In a circular ring filled with 23 cubic meters of sawdust, two opponents wrestle, accompanied by a referee. A modern sport that is highly popular throughout the country, Schwingen has in fact been part of the festival culture in some Swiss regions for centuries. The earliest portrayal of Schwingen (the word is a combination of Switzerland Schweiz and wrestling Ringen) hails from the 13th century.

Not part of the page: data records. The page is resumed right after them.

impl EventEngine {
    pub fn new(device: ObjectId) -> EventEngine {
        EventEngine {
            device,
            enrollments: HashMap::new(),
            classes: HashMap::new(),
            sequence: 0,
        }
    }

    pub fn define_class(&mut self, number: u32, class: NotificationClass) {
        self.classes.insert(number, class);
    }

    pub fn add_enrollment(&mut self, enrollment: Enrollment, now: Instant) {
        self.enrollments.insert(
            enrollment.event_object,
            EnrollmentState {
                enrollment,
                state: EventState::Normal,
                time_entered: now,
                pending: None,
                last_values: None,
            },
        );
    }

    pub fn remove_enrollment(&mut self, event_object: &ObjectId) -> bool {
        self.enrollments.remove(event_object).is_some()
    }

    pub fn enrollment_count(&self) -> usize {
        self.enrollments.len()
    }

    pub fn event_state(&self, event_object: &ObjectId) -> Option<EventState> {
        self.enrollments.get(event_object).map(|e| e.state)
    }

    /// Creates an implicit enrollment from an object's own properties when
    /// they ask for intrinsic reporting.
    pub fn intrinsic_enrollment(
        object: ObjectId,
        properties: &HashMap<PropertyId, Vec<Value>>,
    ) -> Option<Enrollment> {
        let class = match properties.get(&property::NOTIFICATION_CLASS)?.first()? {
            Value::Unsigned(v) => *v as u32,
            _ => return None,
        };
        let enable = match properties.get(&property::EVENT_ENABLE).and_then(|v| v.first()) {
            Some(Value::BitString(bits)) => [
                bits.bit(0).unwrap_or(true),
                bits.bit(1).unwrap_or(true),
                bits.bit(2).unwrap_or(true),
            ],
            _ => [true; 3],
        };
        let notify_type = match properties.get(&property::NOTIFY_TYPE).and_then(|v| v.first()) {
            Some(Value::Enumerated(v)) => *v,
            _ => 0,
        };
        let limit = |id: PropertyId| -> Option<f64> {
            properties.get(&id)?.first()?.as_f64()
        };
        let algorithm = match (limit(property::HIGH_LIMIT), limit(property::LOW_LIMIT)) {
            (Some(high_limit), Some(low_limit)) => {
                EventAlgorithm::OutOfRange(RangeParams {
                    high_limit,
                    low_limit,
                    deadband: limit(property::DEADBAND).unwrap_or(0.0),
                })
            }
            _ => return None,
        };
        let time_delay = limit(property::TIME_DELAY)
            .map(|s| Duration::from_secs(s as u64))
            .unwrap_or(Duration::ZERO);
        Some(Enrollment {
            event_object: object,
            monitored: object,
            property: property::PRESENT_VALUE,
            algorithm,
            notification_class: class,
            notify_type,
            event_enable: enable,
            time_delay,
        })
    }

    /// Applies a property change; COV dispatch happens before this is
    /// called for the same write.
    pub fn on_change(
        &mut self,
        change: &Change,
        now: Instant,
        clock: &WallClock,
    ) -> Vec<EventDispatch> {
        let keys: Vec<ObjectId> = self
            .enrollments
            .iter()
            .filter(|(_, e)| {
                e.enrollment.monitored == change.object
                    && e.enrollment.property == change.property
            })
            .map(|(k, _)| *k)
            .collect();
        let mut out = Vec::new();
        for key in keys {
            let verdict = {
                let entry = self.enrollments.get_mut(&key).unwrap();
                let verdict = entry.enrollment.algorithm.evaluate(
                    &change.values,
                    entry.last_values.as_deref(),
                    entry.state,
                );
                entry.last_values = Some(change.values.clone());
                verdict
            };
            match verdict {
                Verdict::Hold => {
                    // An observation disagreeing with a pending transition
                    // cancels the countdown.
                    let entry = self.enrollments.get_mut(&key).unwrap();
                    if entry.pending.take().is_some() {
                        debug!(target: LOG, "{} pending transition cancelled", key);
                    }
                }
                Verdict::Notify => {
                    out.extend(self.notify(key, None, now, clock));
                }
                Verdict::Transition(target) => {
                    let delay = {
                        let entry = self.enrollments.get_mut(&key).unwrap();
                        // Returning to normal is immediate; alarms honor
                        // the time delay.
                        if target == EventState::Normal {
                            Duration::ZERO
                        } else {
                            entry.enrollment.time_delay
                        }
                    };
                    if delay.is_zero() {
                        out.extend(self.notify(key, Some(target), now, clock));
                    } else {
                        let entry = self.enrollments.get_mut(&key).unwrap();
                        entry.pending = Some((target, now + delay));
                    }
                }
            }
        }
        out
    }

    /// Commits pending (time-delayed) transitions that have come due.
    pub fn on_tick(&mut self, now: Instant, clock: &WallClock) -> Vec<EventDispatch> {
        let due: Vec<(ObjectId, EventState)> = self
            .enrollments
            .iter()
            .filter_map(|(k, e)| {
                e.pending
                    .filter(|(_, at)| *at <= now)
                    .map(|(target, _)| (*k, target))
            })
            .collect();
        let mut out = Vec::new();
        for (key, target) in due {
            self.enrollments.get_mut(&key).unwrap().pending = None;
            out.extend(self.notify(key, Some(target), now, clock));
        }
        out
    }

    /// Objects currently away from normal, for GetAlarmSummary.
    pub fn alarm_summaries(&self) -> Vec<(ObjectId, EventState)> {
        let mut out: Vec<(ObjectId, EventState)> = self
            .enrollments
            .values()
            .filter(|e| e.state != EventState::Normal)
            .map(|e| (e.enrollment.event_object, e.state))
            .collect();
        out.sort_by_key(|(id, _)| *id);
        out
    }

    /// Every enrollment's identity and state, for GetEnrollmentSummary and
    /// GetEventInformation.
    pub fn enrollment_summaries(&self) -> Vec<(ObjectId, &Enrollment, EventState)> {
        let mut out: Vec<(ObjectId, &Enrollment, EventState)> = self
            .enrollments
            .values()
            .map(|e| (e.enrollment.event_object, &e.enrollment, e.state))
            .collect();
        out.sort_by_key(|(id, _, _)| *id);
        out
    }

    /// Per-transition priorities of a class, for summaries.
    pub fn class_priorities(&self, class: u32) -> [u8; 3] {
        self.classes.get(&class).map(|c| c.priorities).unwrap_or([0; 3])
    }

    fn notify(
        &mut self,
        key: ObjectId,
        transition: Option<EventState>,
        now: Instant,
        clock: &WallClock,
    ) -> Vec<EventDispatch> {
        let entry = self.enrollments.get_mut(&key).unwrap();
        let from_state = entry.state;
        let to_state = transition.unwrap_or(entry.state);
        if let Some(target) = transition {
            entry.state = target;
            entry.time_entered = now;
        }
        let index = to_state.transition_index();
        if !entry.enrollment.event_enable[index] {
            return Vec::new();
        }
        let Some(class) = self.classes.get(&entry.enrollment.notification_class) else {
            debug!(target: LOG, "notification class {} undefined",
                entry.enrollment.notification_class);
            return Vec::new();
        };
        self.sequence = self.sequence.wrapping_add(1);
        let sequence = self.sequence;

        let enrollment = &entry.enrollment;
        class
            .recipients
            .iter()
            .filter(|r| r.accepts(clock, index))
            .map(|r| EventDispatch {
                recipient: r.address,
                confirmed: r.issue_confirmed,
                notification: EventNotification {
                    process_id: r.process_id,
                    initiating_device: self.device,
                    event_object: enrollment.event_object,
                    timestamp: TimeStamp::Sequence(sequence),
                    notification_class: enrollment.notification_class,
                    priority: class.priorities[index],
                    event_type: enrollment.algorithm.event_type(),
                    message_text: None,
                    notify_type: enrollment.notify_type,
                    ack_required: Some(class.ack_required[index]),
                    from_state: Some(from_state.code()),
                    to_state: to_state.code(),
                    event_values: None,
                },
            })
            .collect()
    }
}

The winner receives as prize a valuable breeding bull

Wanted: the wrestling king
As a herdsman’s sport, Schwingen was especially popular at Alpine and inn festivals. Prizes ranged from a piece of fabric for pants to a sheep. The winner’s honor was considered the main prize. With the founding of the Swiss Schwingen Association in 1895, standardized rules were established for all of Switzerland for the first time. Ever since then, the new champion, the “Swiss wrestling king,” has been crowned every three years at the Swiss Wrestling and Alpine Festival (ESAF). Around 300,000 visitors are expected to attend this year’s ESAF in Zug from August 23 to 25. The fact that this national sport continues to be so popular today must have something to do with the Swiss dedication to preserving tradition. Today, the champion still receives a living prize, the winner’s bull. Some bulls have made Swiss wrestling kings rich thanks to their valuable semen.

Respect for the opponent
One round (Gang) lasts five minutes. Whoever then receives the highest number of points from the jury is the winner. At a Schwingen festival, wrestlers have to complete six rounds, at ESAF even eight. The wrestlers perform any of 100 different moves and 300 combinations to throw the opponent, held only by the wrestling breeches, to the ground. The opponent lying with both shoulder blades in the sawdust loses the round. After each round, the winner brushes the sawdust off the opponent’s shoulders. Despite its popularity and widespread media coverage, Swiss wrestling has preserved its original values: respect and a down-to-earth attitude.